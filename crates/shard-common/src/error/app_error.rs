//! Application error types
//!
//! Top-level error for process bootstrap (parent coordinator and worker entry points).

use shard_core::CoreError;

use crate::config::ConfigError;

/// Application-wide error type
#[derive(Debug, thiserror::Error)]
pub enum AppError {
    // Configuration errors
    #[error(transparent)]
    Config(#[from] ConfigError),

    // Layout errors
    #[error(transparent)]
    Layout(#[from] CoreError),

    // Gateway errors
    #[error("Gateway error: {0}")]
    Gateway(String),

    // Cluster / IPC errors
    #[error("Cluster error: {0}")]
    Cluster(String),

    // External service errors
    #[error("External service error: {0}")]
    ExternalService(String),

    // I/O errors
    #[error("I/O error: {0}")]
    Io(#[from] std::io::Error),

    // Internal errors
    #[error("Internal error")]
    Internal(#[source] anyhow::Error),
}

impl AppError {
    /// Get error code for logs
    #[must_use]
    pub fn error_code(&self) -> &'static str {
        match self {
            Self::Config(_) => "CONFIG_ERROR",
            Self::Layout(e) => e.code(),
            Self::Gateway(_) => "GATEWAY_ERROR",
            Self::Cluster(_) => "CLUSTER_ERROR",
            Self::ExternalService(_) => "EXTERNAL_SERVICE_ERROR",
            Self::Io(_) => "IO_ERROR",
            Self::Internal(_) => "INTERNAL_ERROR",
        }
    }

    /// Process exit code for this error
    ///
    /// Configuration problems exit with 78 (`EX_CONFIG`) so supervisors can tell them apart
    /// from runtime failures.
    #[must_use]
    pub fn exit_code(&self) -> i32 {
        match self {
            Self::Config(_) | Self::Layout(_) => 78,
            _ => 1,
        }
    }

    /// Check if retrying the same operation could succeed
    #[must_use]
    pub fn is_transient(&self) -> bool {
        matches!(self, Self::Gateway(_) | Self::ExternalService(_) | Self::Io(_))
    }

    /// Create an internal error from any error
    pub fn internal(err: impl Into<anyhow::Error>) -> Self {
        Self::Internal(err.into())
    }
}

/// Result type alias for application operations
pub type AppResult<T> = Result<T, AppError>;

-*-

ABOUT THIS EXERCISE: Looking at the material above, please state how many lines include the string "anyhow", and give only that number.

PROBLEM SOLUTION: 2